Regarding the size of presentations, an example can be found in the specification in Section 7.3: If address is not to be disclosed, only this data needs to be sent:

{
  "_sd": [
    "HvrKX6fPV0v9K_yCVFBiLFHsMaxcD_114Em6VT8x1lg"
  ],
  "iss": "https://issuer.example.com",
  "iat": 1683000000,
  "exp": 1883000000,
  "sub": "6c5c0a49-b589-431d-bae7-219122a9ec2c",
  "_sd_alg": "sha-256"
}

Note that this contains only one disclosure digest. Only if address is to be disclosed, the respective disclosure needs to be sent containing digests of further disclosures, as shown in the spec.

[bc-pi]

There are undoubtedly at least a few different viable approaches and inevitably each will have its own set of advantages and disadvantages. There will always be some tradeoffs and there are bound to be varying preferences amongst different people. The general approach in the current WG draft has been stable for a while now though. And is being used. So significant changes at this stage would need really compelling reasons and even working group consensus.

[bifurcation]

I agree that pointer-based approaches are unnecessary complexity.

But the fact that the same object can have two different syntaxes is a pain to implement. It would be nice if a disclosure could always be a [salt, key, value] array, and just have the key be equal to JSON null for array disclosures.
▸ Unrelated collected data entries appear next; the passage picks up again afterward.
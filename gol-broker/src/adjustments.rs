use gol_grid::{Adjustment, Cell, ExchangeGraph, Matrix};

/// Apply every cell a worker reported as flipped to the authoritative
/// `matrix`, and for each flip that crosses a partition boundary (per
/// `graph`), record the increment/decrement the owning worker(s) need
/// applied to their own surrounding counts next turn.
///
/// Called once per worker's flipped list per turn; `adjustments` is
/// shared and accumulated across all workers' calls within the same
/// turn, then drained into that turn's `Worker.Next` calls and cleared.
pub fn apply_flips_and_accumulate_adjustments(
    matrix: &mut Matrix,
    graph: &ExchangeGraph,
    flipped: &[Cell],
    adjustments: &mut [Adjustment],
) {
    for &cell in flipped {
        let now_alive = matrix.flip(cell);
        let targets = graph.mask(cell);
        if targets.is_empty() {
            continue;
        }
        for worker in targets.iter() {
            adjustments[worker].push(cell, now_alive);
        }
    }
}

#[cfg(test)]
mod test {
    use super::*;
    use gol_grid::Cell;
    use test_log::test;

    #[test]
    fn test_flip_with_no_exchange_targets_touches_no_adjustment() {
        let mut matrix = Matrix::new(4, 4);
        let graph = ExchangeGraph::new(4, 4);
        let mut adjustments = vec![Adjustment::new(), Adjustment::new()];
        apply_flips_and_accumulate_adjustments(
            &mut matrix,
            &graph,
            &[Cell::new(1, 1)],
            &mut adjustments,
        );
        assert!(matrix.is_alive(Cell::new(1, 1)));
        assert!(adjustments.iter().all(Adjustment::is_empty));
    }

    #[test]
    fn test_flip_with_exchange_target_routes_by_new_state() {
        let mut matrix = Matrix::new(4, 4);
        let mut graph = ExchangeGraph::new(4, 4);
        graph.mark(Cell::new(1, 1), 1);
        let mut adjustments = vec![Adjustment::new(), Adjustment::new()];

        apply_flips_and_accumulate_adjustments(
            &mut matrix,
            &graph,
            &[Cell::new(1, 1)],
            &mut adjustments,
        );
        assert_eq!(adjustments[1].increment, vec![Cell::new(1, 1)]);
        assert!(adjustments[0].is_empty());

        apply_flips_and_accumulate_adjustments(
            &mut matrix,
            &graph,
            &[Cell::new(1, 1)],
            &mut adjustments,
        );
        assert_eq!(adjustments[1].decrement, vec![Cell::new(1, 1)]);
    }
}
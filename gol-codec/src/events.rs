use crate::coords::{decode_coords, encode_coords};
use crate::varint::{decode_varint_fixed8, encode_varint_fixed8};
use gol_base::{GolError, Result};
use gol_grid::Cell;

/// One byte on the broker<->controller event stream; see `Event` for the
/// payloads that follow each tag.
#[derive(Clone, Copy, Debug, Eq, PartialEq)]
#[repr(u8)]
pub enum EventTag {
    TurnComplete = 0,
    Pause = 1,
    Resume = 2,
    Save = 3,
    Quit = 4,
    Kill = 5,
    Flipped = 6,
}

impl EventTag {
    pub fn from_u8(b: u8) -> Result<Self> {
        Ok(match b {
            0 => EventTag::TurnComplete,
            1 => EventTag::Pause,
            2 => EventTag::Resume,
            3 => EventTag::Save,
            4 => EventTag::Quit,
            5 => EventTag::Kill,
            6 => EventTag::Flipped,
            other => {
                return Err(GolError::WireFraming(format!("unknown event tag {other}")).into())
            }
        })
    }
}

/// A decoded broker<->controller event stream message.
#[derive(Clone, Debug, Eq, PartialEq)]
pub enum Event {
    TurnComplete,
    Pause,
    Resume,
    Save,
    Quit,
    Kill,
    Flipped(Vec<Cell>),
}

impl Event {
    pub fn tag(&self) -> EventTag {
        match self {
            Event::TurnComplete => EventTag::TurnComplete,
            Event::Pause => EventTag::Pause,
            Event::Resume => EventTag::Resume,
            Event::Save => EventTag::Save,
            Event::Quit => EventTag::Quit,
            Event::Kill => EventTag::Kill,
            Event::Flipped(_) => EventTag::Flipped,
        }
    }

    /// Encode this event onto the stream, including its leading tag byte.
    /// A `Flipped` event with no cells is omitted entirely (returns an
    /// empty vec), matching the `L == 0` elision rule. The length field
    /// that precedes a `Flipped` payload is always exactly 8 bytes, per
    /// the grounded original's `binary.PutVarint` into a fixed buffer.
    pub fn encode(&self, size_int: u8) -> Result<Vec<u8>> {
        if let Event::Flipped(cells) = self {
            if cells.is_empty() {
                return Ok(Vec::new());
            }
            let body = encode_coords(cells, size_int);
            let len_bytes = encode_varint_fixed8(body.len() as i64)?;
            let mut out = Vec::with_capacity(1 + len_bytes.len() + body.len());
            out.push(EventTag::Flipped as u8);
            out.extend_from_slice(&len_bytes);
            out.extend_from_slice(&body);
            return Ok(out);
        }
        Ok(vec![self.tag() as u8])
    }

    /// Decode one event (tag plus any payload) from the front of `buf`,
    /// returning the event and the number of bytes consumed.
    pub fn decode(buf: &[u8], size_int: u8) -> Result<(Event, usize)> {
        if buf.is_empty() {
            return Err(GolError::WireFraming("empty event buffer".into()).into());
        }
        let tag = EventTag::from_u8(buf[0])?;
        match tag {
            EventTag::TurnComplete => Ok((Event::TurnComplete, 1)),
            EventTag::Pause => Ok((Event::Pause, 1)),
            EventTag::Resume => Ok((Event::Resume, 1)),
            EventTag::Save => Ok((Event::Save, 1)),
            EventTag::Quit => Ok((Event::Quit, 1)),
            EventTag::Kill => Ok((Event::Kill, 1)),
            EventTag::Flipped => {
                if buf.len() < 9 {
                    return Err(GolError::WireFraming("truncated flipped length".into()).into());
                }
                let mut len_frame = [0u8; 8];
                len_frame.copy_from_slice(&buf[1..9]);
                let len = decode_varint_fixed8(&len_frame)? as usize;
                let body_start = 9;
                let body_end = body_start + len;
                if buf.len() < body_end {
                    return Err(GolError::WireFraming("truncated flipped payload".into()).into());
                }
                let cells = decode_coords(&buf[body_start..body_end], size_int)?;
                Ok((Event::Flipped(cells), body_end))
            }
        }
    }
}
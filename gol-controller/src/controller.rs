use std::net::TcpStream;
use std::sync::mpsc;
use std::time::Duration;

use gol_base::Result;
use gol_codec::Event;
use gol_net::{call_broker, read_event, BrokerCall};
use tracing::{info, warn};

use crate::display::{DisplayEvent, DisplaySink, StateChange};
use crate::intent::{Intent, IntentSource};
use crate::mirror::GridMirror;
use crate::pgm::write_pgm_file;

const ALIVE_COUNT_PERIOD: Duration = Duration::from_secs(2);

/// Drives one controller session: owns the grid mirror, forwards user
/// intents to the broker's control plane, and turns the broker's event
/// stream into `DisplaySink` calls. Generic over `DisplaySink` so the
/// production stdout sink and test fakes share this one driver.
pub struct Controller<D: DisplaySink> {
    event_stream: TcpStream,
    broker_rpc: TcpStream,
    size_int: u8,
    mirror: GridMirror,
    display: D,
    save_path_prefix: String,
}

impl<D: DisplaySink> Controller<D> {
    pub fn new(
        event_stream: TcpStream,
        broker_rpc: TcpStream,
        size_int: u8,
        mirror: GridMirror,
        display: D,
        save_path_prefix: String,
    ) -> Self {
        Controller {
            event_stream,
            broker_rpc,
            size_int,
            mirror,
            display,
            save_path_prefix,
        }
    }

    fn save_path(&self, turn: u32) -> String {
        format!("{}x{turn}.pgm", self.save_path_prefix)
    }

    fn write_snapshot(&self, turn: u32) -> Result<()> {
        let path = self.save_path(turn);
        write_pgm_file(&path, self.mirror.width(), self.mirror.height(), self.mirror.pixels())?;
        info!(path, turn, "wrote pgm snapshot");
        Ok(())
    }

    /// Runs the session to completion: spawns a thread forwarding
    /// `intents` onto the broker's control plane and another reading the
    /// broker's event stream, then drives the grid mirror and display
    /// sink from the main thread until the broker sends `Quit` or `Kill`
    /// or the event stream closes. Writes a final PGM snapshot on every
    /// terminal path, mirroring the session this is grounded in.
    pub fn run<I: IntentSource + Send + 'static>(mut self, intents: I) -> Result<()> {
        let intent_rpc_stream = self
            .broker_rpc
            .try_clone()
            .map_err(|e| gol_base::err(e.to_string()))?;
        std::thread::spawn(move || run_intent_loop(intents, intent_rpc_stream));

        let mut event_stream = self
            .event_stream
            .try_clone()
            .map_err(|e| gol_base::err(e.to_string()))?;
        let size_int = self.size_int;
        let (tx, rx) = mpsc::channel::<Event>();
        std::thread::spawn(move || loop {
            match read_event(&mut event_stream, size_int) {
                Ok(Some(event)) => {
                    if tx.send(event).is_err() {
                        return;
                    }
                }
                Ok(None) => return,
                Err(e) => {
                    warn!("event stream read failed: {e:?}");
                    return;
                }
            }
        });

        self.display
            .on_event(DisplayEvent::StateChanged(StateChange::Running));

        let mut turn = 0u32;
        loop {
            match rx.recv_timeout(ALIVE_COUNT_PERIOD) {
                Ok(Event::Flipped(cells)) => {
                    for cell in cells {
                        self.mirror.apply_flip(cell);
                        self.display.on_event(DisplayEvent::CellFlipped(cell));
                    }
                }
                Ok(Event::TurnComplete) => {
                    self.mirror.commit_turn();
                    self.display
                        .on_event(DisplayEvent::TurnComplete { turn });
                    turn += 1;
                }
                Ok(Event::Pause) => {
                    self.display
                        .on_event(DisplayEvent::StateChanged(StateChange::Paused));
                }
                Ok(Event::Resume) => {
                    self.display
                        .on_event(DisplayEvent::StateChanged(StateChange::Running));
                }
                Ok(Event::Save) => {
                    self.write_snapshot(turn)?;
                }
                Ok(Event::Quit) | Ok(Event::Kill) => {
                    self.write_snapshot(turn)?;
                    self.display
                        .on_event(DisplayEvent::StateChanged(StateChange::Quitting));
                    return Ok(());
                }
                Err(mpsc::RecvTimeoutError::Timeout) => {
                    self.display.on_event(DisplayEvent::AliveCount {
                        turn,
                        count: self.mirror.alive_count(),
                    });
                }
                Err(mpsc::RecvTimeoutError::Disconnected) => {
                    self.write_snapshot(turn)?;
                    self.display
                        .on_event(DisplayEvent::StateChanged(StateChange::Quitting));
                    return Ok(());
                }
            }
        }
    }
}

fn run_intent_loop(mut intents: impl IntentSource, mut stream: TcpStream) {
    loop {
        let Some(intent) = intents.next_intent() else {
            return;
        };
        let call = match intent {
            Intent::Save => BrokerCall::Save,
            Intent::Pause => BrokerCall::Pause,
            Intent::Resume => BrokerCall::Resume,
            Intent::Quit => BrokerCall::Quit,
            Intent::Kill => BrokerCall::Kill,
        };
        let terminal = matches!(intent, Intent::Quit | Intent::Kill);
        if let Err(e) = call_broker(&mut stream, &call) {
            warn!("broker rpc for intent {intent:?} failed: {e:?}");
            return;
        }
        if terminal {
            return;
        }
    }
}

#[cfg(test)]
mod test {
    use super::*;
    use crate::display::RecordingDisplaySink;
    use crate::intent::FakeIntentSource;
    use gol_grid::Cell;
    use gol_net::{recv_broker_call, send_broker_reply, write_event, BrokerReply};
    use std::net::TcpListener;
    use std::thread;
    use test_log::test;

    fn pair() -> (TcpStream, TcpStream) {
        let listener = TcpListener::bind("127.0.0.1:0").unwrap();
        let addr = listener.local_addr().unwrap();
        let client = TcpStream::connect(addr).unwrap();
        let (server, _) = listener.accept().unwrap();
        (client, server)
    }

    #[test]
    fn test_full_turn_then_quit_updates_mirror_and_writes_snapshot() {
        let (event_client, mut event_server) = pair();
        let (rpc_client, rpc_server) = pair();

        thread::spawn(move || {
            write_event(&mut event_server, &Event::Flipped(vec![Cell::new(0, 0)]), 1).unwrap();
            write_event(&mut event_server, &Event::TurnComplete, 1).unwrap();
            write_event(&mut event_server, &Event::Quit, 1).unwrap();
        });
        thread::spawn(move || {
            let mut rpc_server = rpc_server;
            while let Some(call) = recv_broker_call(&mut rpc_server).unwrap() {
                assert!(matches!(call, BrokerCall::Quit));
                send_broker_reply(&mut rpc_server, &BrokerReply::Ok).unwrap();
                return;
            }
        });

        let dir = std::env::temp_dir().join(format!("gol-controller-test-{}", std::process::id()));
        let mirror = GridMirror::new(2, 2, vec![0, 0, 0, 0]);
        let display = RecordingDisplaySink::new();
        let controller = Controller::new(
            event_client,
            rpc_client,
            1,
            mirror,
            display,
            dir.to_string_lossy().into_owned(),
        );
        let intents = FakeIntentSource::new(vec![Intent::Quit]);
        controller.run(intents).unwrap();

        let snapshot_path = format!("{}x1.pgm", dir.to_string_lossy());
        let bytes = std::fs::read(&snapshot_path).unwrap();
        assert!(bytes.starts_with(b"P5\n2 2\n255\n"));
        std::fs::remove_file(&snapshot_path).ok();
    }
}
use crate::block::Partition;
use gol_base::{GolError, Result};
use serde::{Deserialize, Serialize};

/// Parameters the controller hands the broker at `Init`, and the broker
/// persists for the lifetime of the session (needed again on recovery, to
/// re-partition against the surviving workers).
#[derive(Clone, Debug, Serialize, Deserialize)]
pub struct BrokerParams {
    pub turns: u32,
    pub threads: u32,
    pub image_width: u32,
    pub image_height: u32,
    /// The initial grid, exactly one of a bit-packed full plane or a list
    /// of alive-coordinate bytes -- whichever the controller found smaller.
    pub initial_pixels: InitialPixels,
}

/// The two wire encodings a session's starting grid may arrive in. The
/// codec crate is responsible for choosing between them and for turning
/// either variant into a `Matrix`.
#[derive(Clone, Debug, Serialize, Deserialize)]
pub enum InitialPixels {
    BitPacked(Vec<u8>),
    Coordinates(Vec<u8>),
}

impl BrokerParams {
    pub fn validate(&self) -> Result<()> {
        if self.turns == 0 {
            return Err(err_invalid("turns must be non-zero"));
        }
        if self.threads == 0 {
            return Err(err_invalid("threads must be non-zero"));
        }
        if self.image_width == 0 || self.image_height == 0 {
            return Err(err_invalid("image dimensions must be non-zero"));
        }
        Ok(())
    }
}

fn err_invalid(msg: &'static str) -> gol_base::Error {
    GolError::InvalidParams(msg.to_string()).into()
}

/// What the broker sends a single worker at `Worker.Init`: its slice of the
/// overall partition, plus the subset of the initial grid it needs.
#[derive(Clone, Debug, Serialize, Deserialize)]
pub struct WorkerParams {
    pub turns: u32,
    pub image_width: u32,
    pub image_height: u32,
    pub partition: Partition,
    pub pixels: Vec<u8>,
}

/// A worker's identity as the broker's node registry knows it: the address
/// to dial for RPCs, and whether it is currently believed reachable.
#[derive(Clone, Debug, Eq, PartialEq)]
pub struct Node {
    pub addr: String,
    pub alive: bool,
}

impl Node {
    pub fn new(addr: impl Into<String>) -> Self {
        Node {
            addr: addr.into(),
            alive: true,
        }
    }
}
Basically, the current structure requires loose parsing with post-hoc validation, whereas with a uniform structure you could be more declarative. For example, in Rust with serde_json, you could just define a disclosure to be struct Disclosure(String, Option<String>, Value), so that the parser would do the work of validation.

[bc-pi]

You'll know from context whether its an array element or object at the point of parsing the JSON array in the disclosure so you can certainly be more strict or declarative.